* WHAT IS NEEDED: Pick every line out of the entries below that has the string "still", and copy it.
Start of DATASET CONTENT
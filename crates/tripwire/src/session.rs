//! Scenario session: one page, one state machine, one artifact store.
//!
//! ```text
//! Init ──open──► Navigated ──► Driving ⇄ Probing ⇄ Captured
//!   │                │            │         │          │
//!   └────────────────┴────────────┴────┬────┴──────────┘
//!                                      ▼
//!                                   Closed
//! ```

use crate::action::{self, DragGesture, DragReport, HeldDrag};
use crate::capture::{Artifact, ArtifactStore, CaptureScope};
use crate::config::SessionConfig;
use crate::driver::{PageDriver, StyleQuery};
use crate::locator::{Locator, Point};
use crate::result::{HarnessError, HarnessResult};
use crate::wait::{self, Condition, WaitResult};
use std::fmt;
use std::time::{Duration, Instant};
use tracing::{info, warn};

/// Lifecycle state of a scenario run
#[derive(Debug, Clone, Copy, PartialEq, Eq, Hash)]
pub enum ScenarioState {
    /// Browser up, nothing loaded
    Init,
    /// Target page loaded and ready
    Navigated,
    /// Last operation was an action
    Driving,
    /// Last operation was a probe
    Probing,
    /// Last operation was a capture
    Captured,
    /// Session released
    Closed,
}

impl ScenarioState {
    /// Whether moving to `to` is allowed
    #[must_use]
    pub const fn can_transition(self, to: Self) -> bool {
        match (self, to) {
            (Self::Closed, _) => false,
            (_, Self::Closed) => true,
            (Self::Init, Self::Navigated) => true,
            (Self::Init, _) | (_, Self::Init | Self::Navigated) => false,
            _ => true,
        }
    }
}

impl fmt::Display for ScenarioState {
    fn fmt(&self, f: &mut fmt::Formatter<'_>) -> fmt::Result {
        let name = match self {
            Self::Init => "init",
            Self::Navigated => "navigated",
            Self::Driving => "driving",
            Self::Probing => "probing",
            Self::Captured => "captured",
            Self::Closed => "closed",
        };
        f.write_str(name)
    }
}
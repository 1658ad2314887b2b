//! Sticky day header visibility while scrolling.

use super::app;
use crate::capture::CaptureScope;
use crate::driver::PageDriver;
use crate::harness::Scenario;
use crate::locator::Locator;
use crate::result::HarnessResult;
use crate::session::Session;
use crate::wait::Condition;
use async_trait::async_trait;
use std::time::Duration;

/// Sticky header stays hidden at the top and shows once the list scrolls
#[derive(Debug, Clone, Copy, Default)]
pub struct StickyHeader;

#[async_trait]
impl<D: PageDriver> Scenario<D> for StickyHeader {
    fn name(&self) -> &'static str {
        "sticky-header"
    }

    fn description(&self) -> &'static str {
        "Sticky day header is hidden at the top and visible deep in the list"
    }

    fn anchor(&self) -> Option<Locator> {
        Some(app::day_group(0))
    }

    async fn run(&self, session: &mut Session<D>) -> HarnessResult<()> {
        let sticky = app::sticky_day_header();
        session.expect(Condition::Hidden(sticky.clone())).await?;

        session.scroll_into_view(&app::day_group(0)).await?;
        session.pause(Duration::from_millis(500)).await?;
        // scrollIntoView may leave day 1 stuck at the very top
        session.check(Condition::Hidden(sticky.clone())).await?;

        session.scroll_by(0.0, 500.0).await?;
        session.expect(Condition::Visible(sticky)).await?;
        session.capture("deep scroll", CaptureScope::Viewport).await?;
        Ok(())
    }
}
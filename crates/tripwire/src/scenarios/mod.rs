//! Verification scenarios for the trip planner.
//!
//! Each scenario is a unit struct implementing [`Scenario`] for any driver,
//! so the same checks run against Chromium and against [`MockDriver`] in
//! unit tests.
//!
//! [`MockDriver`]: crate::driver::MockDriver

pub mod app;
pub mod confirmation;
pub mod drag;
pub mod sidebar;
pub mod sticky_header;
pub mod validation;
pub mod visuals;

use crate::driver::{MockDriver, PageDriver};
use crate::harness::Scenario;

pub use confirmation::{DiscardConfirmation, SaveConfirmation};
pub use drag::{DragStyles, PlanDrag};
pub use sidebar::SidebarScrollLock;
pub use sticky_header::StickyHeader;
pub use validation::ModalValidation;
pub use visuals::{CardRadius, FontCheck, HeaderSnapshot};

/// Every scenario, in suite order
#[must_use]
pub fn catalog<D: PageDriver + 'static>() -> Vec<Box<dyn Scenario<D>>> {
    vec![
        Box::new(SaveConfirmation),
        Box::new(DiscardConfirmation),
        Box::new(SidebarScrollLock),
        Box::new(PlanDrag),
        Box::new(DragStyles),
        Box::new(StickyHeader),
        Box::new(CardRadius),
        Box::new(ModalValidation),
        Box::new(HeaderSnapshot),
        Box::new(FontCheck),
    ]
}

/// Look up a scenario by name
#[must_use]
pub fn find<D: PageDriver + 'static>(name: &str) -> Option<Box<dyn Scenario<D>>> {
    catalog::<D>().into_iter().find(|s| s.name() == name)
}

/// `(name, description)` of every scenario
#[must_use]
pub fn describe() -> Vec<(&'static str, &'static str)> {
    catalog::<MockDriver>()
        .iter()
        .map(|s| (s.name(), s.description()))
        .collect()
}
//! GPU training server client
//!
//! Implements the TrainingServerPort trait by posting jobs to the remote
//! server's `/start-train` endpoint. One attempt per job: no retry and no
//! timeout beyond reqwest's defaults.

use async_trait::async_trait;
use reqwest::Client;

use crate::infrastructure::ports::{TrainingJobRequest, TrainingServerError, TrainingServerPort};

/// Client for the GPU training server API
#[derive(Clone)]
pub struct GpuServerClient {
    client: Client,
    base_url: String,
}

impl GpuServerClient {
    pub fn new(base_url: &str) -> Self {
        Self {
            client: Client::new(),
            base_url: base_url.trim_end_matches('/').to_string(),
        }
    }

    pub fn start_train_url(&self) -> String {
        format!("{}/start-train", self.base_url)
    }
}

#[async_trait]
impl TrainingServerPort for GpuServerClient {
    async fn start_training(
        &self,
        request: &TrainingJobRequest,
    ) -> Result<(), TrainingServerError> {
        let response = self
            .client
            .post(self.start_train_url())
            .json(request)
            .send()
            .await
            .map_err(|e| TrainingServerError::Request(e.to_string()))?;

        let status = response.status();
        if !status.is_success() {
            let error_text = response
                .text()
                .await
                .unwrap_or_else(|_| "Unknown error".to_string());
            return Err(TrainingServerError::rejected(status.as_u16(), error_text));
        }

        tracing::debug!(
            training_id = %request.training_id,
            status = %status,
            "GPU server accepted training job"
        );
        Ok(())
    }
}
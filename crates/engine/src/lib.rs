//! Samguk Engine library.
//!
//! Server side of the Three Kingdoms unification simulator.
//!
//! ## Structure
//!
//! - `use_cases/` - Sessions, turn resolution, training relay, kingdom status
//! - `infrastructure/` - External dependency implementations (ports + adapters)
//! - `api/` - HTTP entry points
//! - `app` - Application composition

pub mod api;
pub mod app;
pub mod infrastructure;
pub mod use_cases;

pub use app::App;
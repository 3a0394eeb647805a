//! Kingdom status use cases.

use std::sync::Arc;

use serde::Serialize;

use samguk_domain::{Kingdom, Nation};

/// Container for kingdom use cases.
pub struct KingdomUseCases {
    pub status: Arc<KingdomStatus>,
}

impl KingdomUseCases {
    pub fn new(status: Arc<KingdomStatus>) -> Self {
        Self { status }
    }
}

/// Public view of a kingdom. The nation is implied by `name` and not echoed.
#[derive(Debug, Clone, PartialEq, Serialize)]
pub struct KingdomStatusReport {
    pub id: u32,
    pub name: String,
    pub gold: i64,
    pub population: i64,
    pub happiness: i32,
    pub military: i64,
    pub total_score: f64,
}

impl From<&Kingdom> for KingdomStatusReport {
    fn from(kingdom: &Kingdom) -> Self {
        Self {
            id: kingdom.id,
            name: kingdom.name.clone(),
            gold: kingdom.gold,
            population: kingdom.population,
            happiness: kingdom.happiness,
            military: kingdom.military,
            total_score: kingdom.total_score(),
        }
    }
}

/// Looks up the seeded kingdoms by name.
pub struct KingdomStatus {
    kingdoms: Vec<Kingdom>,
}

impl KingdomStatus {
    pub fn new(kingdoms: Vec<Kingdom>) -> Self {
        Self { kingdoms }
    }

    pub fn seeded() -> Self {
        Self::new(Kingdom::seeded())
    }

    /// `name` is the Korean name ("백제") or the nation id ("baekje").
    pub fn execute(&self, name: &str) -> Result<KingdomStatusReport, KingdomError> {
        let nation = name.parse::<Nation>().ok();
        self.kingdoms
            .iter()
            .find(|k| k.name == name || Some(k.nation) == nation)
            .map(KingdomStatusReport::from)
            .ok_or_else(|| KingdomError::NotFound(name.to_string()))
    }
}

#[derive(Debug, thiserror::Error)]
pub enum KingdomError {
    #[error("Kingdom not found: {0}")]
    NotFound(String),
}
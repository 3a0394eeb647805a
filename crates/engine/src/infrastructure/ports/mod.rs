//! Port traits for infrastructure boundaries.
//!
//! These are the ONLY abstractions in the engine. Everything else is concrete types.
//! Ports exist for:
//! - The GPU training server (could swap the HTTP client for a queue)
//! - Where training results go (logs today, a job store later)
//! - Clock/Random (for testing)

mod error;
mod external;
mod testing;

pub use error::TrainingServerError;
pub use external::{
    TrainingCallback, TrainingJobRequest, TrainingParams, TrainingResultSink,
    TrainingServerPort,
};
pub use testing::{ClockPort, RandomPort};

#[cfg(test)]
pub use external::{MockTrainingResultSink, MockTrainingServerPort};
#[cfg(test)]
pub use testing::MockClockPort;
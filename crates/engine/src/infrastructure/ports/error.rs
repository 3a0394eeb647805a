//! Error types for port operations.

/// Outbound call to the GPU training server failed.
#[derive(Debug, thiserror::Error)]
pub enum TrainingServerError {
    /// The request never got a response (connection refused, DNS, timeout).
    #[error("Training server request failed: {0}")]
    Request(String),

    /// The server answered with a non-2xx status.
    #[error("Training server rejected request with status {status}: {body}")]
    Rejected { status: u16, body: String },
}

impl TrainingServerError {
    pub fn rejected(status: u16, body: impl Into<String>) -> Self {
        Self::Rejected {
            status,
            body: body.into(),
        }
    }
}
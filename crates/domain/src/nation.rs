//! The three playable kingdoms and how players name them.

use std::fmt;
use std::str::FromStr;

use serde::{Deserialize, Serialize};

use crate::error::DomainError;

// =============================================================================
// Nation
// =============================================================================

/// One of the three playable kingdoms.
#[derive(Debug, Clone, Copy, PartialEq, Eq, Hash, Serialize, Deserialize)]
#[serde(rename_all = "snake_case")]
pub enum Nation {
    Goguryeo,
    Baekje,
    Silla,
}

impl Nation {
    /// Stable identifier used in URLs and JSON.
    pub fn id(&self) -> &'static str {
        match self {
            Nation::Goguryeo => "goguryeo",
            Nation::Baekje => "baekje",
            Nation::Silla => "silla",
        }
    }

    pub fn display_name(&self) -> &'static str {
        match self {
            Nation::Goguryeo => "고구려",
            Nation::Baekje => "백제",
            Nation::Silla => "신라",
        }
    }

    pub fn title(&self) -> &'static str {
        match self {
            Nation::Goguryeo => "북방의 맹주",
            Nation::Baekje => "해상 무역의 강국",
            Nation::Silla => "화랑도의 정신",
        }
    }

    pub fn description(&self) -> &'static str {
        match self {
            Nation::Goguryeo => {
                "강력한 군사력과 광활한 영토를 자랑하는 북방의 패자. 철기병과 산성 전술로 유명하다."
            }
            Nation::Baekje => {
                "해상 무역과 문화 예술이 발달한 서남부의 강국. 일본, 중국과의 교류가 활발하다."
            }
            Nation::Silla => {
                "화랑도의 정신과 단결력으로 무장한 동남부의 신흥 강국. 금관가야를 흡수하며 성장 중이다."
            }
        }
    }

    /// Returns all nations in selection order.
    pub fn all() -> [Nation; 3] {
        [Nation::Goguryeo, Nation::Baekje, Nation::Silla]
    }

    pub fn profile(&self) -> NationProfile {
        NationProfile {
            nation: *self,
            id: self.id(),
            name: self.display_name(),
            title: self.title(),
            description: self.description(),
        }
    }
}

impl fmt::Display for Nation {
    fn fmt(&self, f: &mut fmt::Formatter<'_>) -> fmt::Result {
        write!(f, "{}", self.display_name())
    }
}

impl FromStr for Nation {
    type Err = DomainError;

    /// Accepts either the identifier ("silla") or the Korean name ("신라").
    fn from_str(s: &str) -> Result<Self, Self::Err> {
        let trimmed = s.trim();
        Nation::all()
            .into_iter()
            .find(|n| n.id().eq_ignore_ascii_case(trimmed) || n.display_name() == trimmed)
            .ok_or_else(|| DomainError::parse(format!("Unknown nation: {}", trimmed)))
    }
}

/// Descriptive data shown on the nation selection screen.
#[derive(Debug, Clone, Serialize)]
pub struct NationProfile {
    pub nation: Nation,
    pub id: &'static str,
    pub name: &'static str,
    pub title: &'static str,
    pub description: &'static str,
}

#[cfg(test)]
mod tests {
    use super::*;

    #[test]
    fn parses_id_and_korean_name() {
        assert_eq!("goguryeo".parse::<Nation>(), Ok(Nation::Goguryeo));
        assert_eq!(" Baekje ".parse::<Nation>(), Ok(Nation::Baekje));
        assert_eq!("신라".parse::<Nation>(), Ok(Nation::Silla));
    }

    #[test]
    fn rejects_unknown_nation() {
        let err = "가야".parse::<Nation>().expect_err("가야 is not playable");
        assert!(matches!(err, DomainError::Parse(_)));
    }

    #[test]
    fn serializes_as_snake_case_id() {
        let json = serde_json::to_string(&Nation::Goguryeo).expect("serialize");
        assert_eq!(json, "\"goguryeo\"");
    }
}
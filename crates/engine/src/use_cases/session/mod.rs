//! Session use cases.
//!
//! Game sessions live in memory for as long as the engine runs. Each session
//! carries a busy flag so at most one command resolves at a time.

use std::sync::atomic::{AtomicBool, Ordering};
use std::sync::Arc;

use dashmap::DashMap;
use serde::Serialize;
use tokio::sync::RwLock;
use uuid::Uuid;

use samguk_domain::{CommandLogEntry, GameSession, GameState, Nation, TurnNumber};

use crate::infrastructure::ports::RandomPort;

/// Container for session use cases.
pub struct SessionUseCases {
    pub create: Arc<CreateSession>,
    pub get: Arc<GetSession>,
    pub end: Arc<EndSession>,
}

impl SessionUseCases {
    pub fn new(create: Arc<CreateSession>, get: Arc<GetSession>, end: Arc<EndSession>) -> Self {
        Self { create, get, end }
    }
}

// =============================================================================
// Registry
// =============================================================================

/// One live session plus its single-flight flag.
pub struct SessionHandle {
    id: Uuid,
    busy: AtomicBool,
    session: RwLock<GameSession>,
}

impl SessionHandle {
    pub fn new(id: Uuid, session: GameSession) -> Self {
        Self {
            id,
            busy: AtomicBool::new(false),
            session: RwLock::new(session),
        }
    }

    pub fn id(&self) -> Uuid {
        self.id
    }

    pub fn is_busy(&self) -> bool {
        self.busy.load(Ordering::Acquire)
    }

    /// Claim the session for one resolution. Returns `None` if another
    /// resolution already holds it.
    pub fn try_begin(self: &Arc<Self>) -> Option<BusyGuard> {
        self.busy
            .compare_exchange(false, true, Ordering::AcqRel, Ordering::Acquire)
            .ok()
            .map(|_| BusyGuard {
                handle: Arc::clone(self),
            })
    }

    pub fn session(&self) -> &RwLock<GameSession> {
        &self.session
    }

    pub async fn snapshot(&self) -> SessionSnapshot {
        let session = self.session.read().await;
        SessionSnapshot::new(self.id, self.is_busy(), &session)
    }
}

/// Releases the busy flag when dropped.
pub struct BusyGuard {
    handle: Arc<SessionHandle>,
}

impl Drop for BusyGuard {
    fn drop(&mut self) {
        self.handle.busy.store(false, Ordering::Release);
    }
}

/// All live sessions, keyed by id.
#[derive(Default)]
pub struct SessionRegistry {
    sessions: DashMap<Uuid, Arc<SessionHandle>>,
}

impl SessionRegistry {
    pub fn new() -> Self {
        Self::default()
    }

    pub fn insert(&self, handle: Arc<SessionHandle>) {
        self.sessions.insert(handle.id(), handle);
    }

    pub fn get(&self, id: Uuid) -> Option<Arc<SessionHandle>> {
        self.sessions.get(&id).map(|entry| Arc::clone(entry.value()))
    }

    /// Drop a session. Its state is gone once the last in-flight command
    /// holding the handle finishes.
    pub fn remove(&self, id: Uuid) -> Option<Arc<SessionHandle>> {
        self.sessions.remove(&id).map(|(_, handle)| handle)
    }

    pub fn len(&self) -> usize {
        self.sessions.len()
    }
}

// =============================================================================
// Snapshot
// =============================================================================

/// What clients see of a session.
#[derive(Debug, Clone, PartialEq, Serialize)]
pub struct SessionSnapshot {
    pub id: Uuid,
    pub nation: Option<Nation>,
    pub nation_name: Option<&'static str>,
    pub turn: TurnNumber,
    /// A command is still being resolved; new commands will be rejected.
    pub resolving: bool,
    pub stats: GameState,
    pub total_score: i64,
    pub log: Vec<CommandLogEntry>,
}

impl SessionSnapshot {
    pub fn new(id: Uuid, resolving: bool, session: &GameSession) -> Self {
        Self {
            id,
            nation: session.nation(),
            nation_name: session.nation().map(|n| n.display_name()),
            turn: session.turn(),
            resolving,
            stats: *session.state(),
            total_score: session.state().total_score(),
            log: session.log().to_vec(),
        }
    }
}

// =============================================================================
// Use Cases
// =============================================================================

pub struct CreateSession {
    sessions: Arc<SessionRegistry>,
    random: Arc<dyn RandomPort>,
}

impl CreateSession {
    pub fn new(sessions: Arc<SessionRegistry>, random: Arc<dyn RandomPort>) -> Self {
        Self { sessions, random }
    }

    /// Start a fresh session with default stats at turn 1.
    ///
    /// `nation` accepts an id ("goguryeo") or a Korean name ("고구려").
    pub async fn execute(&self, nation: Option<&str>) -> Result<SessionSnapshot, SessionError> {
        let nation = nation
            .map(str::trim)
            .filter(|s| !s.is_empty())
            .map(str::parse::<Nation>)
            .transpose()
            .map_err(|e| SessionError::InvalidNation(e.to_string()))?;

        let handle = Arc::new(SessionHandle::new(
            self.random.gen_uuid(),
            GameSession::new(nation),
        ));
        self.sessions.insert(Arc::clone(&handle));

        tracing::info!(
            session_id = %handle.id(),
            nation = ?nation,
            active_sessions = self.sessions.len(),
            "Game session created"
        );

        Ok(handle.snapshot().await)
    }
}

pub struct GetSession {
    sessions: Arc<SessionRegistry>,
}

impl GetSession {
    pub fn new(sessions: Arc<SessionRegistry>) -> Self {
        Self { sessions }
    }

    pub async fn execute(&self, id: Uuid) -> Result<SessionSnapshot, SessionError> {
        let handle = self.sessions.get(id).ok_or(SessionError::NotFound(id))?;
        Ok(handle.snapshot().await)
    }
}

pub struct EndSession {
    sessions: Arc<SessionRegistry>,
}

impl EndSession {
    pub fn new(sessions: Arc<SessionRegistry>) -> Self {
        Self { sessions }
    }

    /// Forget a session. A command already resolving still completes, but
    /// its result is discarded with the session.
    pub fn execute(&self, id: Uuid) -> Result<(), SessionError> {
        self.sessions.remove(id).ok_or(SessionError::NotFound(id))?;
        tracing::info!(
            session_id = %id,
            active_sessions = self.sessions.len(),
            "Game session ended"
        );
        Ok(())
    }
}

#[derive(Debug, thiserror::Error)]
pub enum SessionError {
    #[error("Session not found: {0}")]
    NotFound(Uuid),
    #[error("Invalid nation: {0}")]
    InvalidNation(String),
}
End of DATASET CONTENT
* ANSWER FOR THIS EXERCISE:
    /// A command is still being resolved; new commands will be rejected.
    /// Forget a session. A command already resolving still completes, but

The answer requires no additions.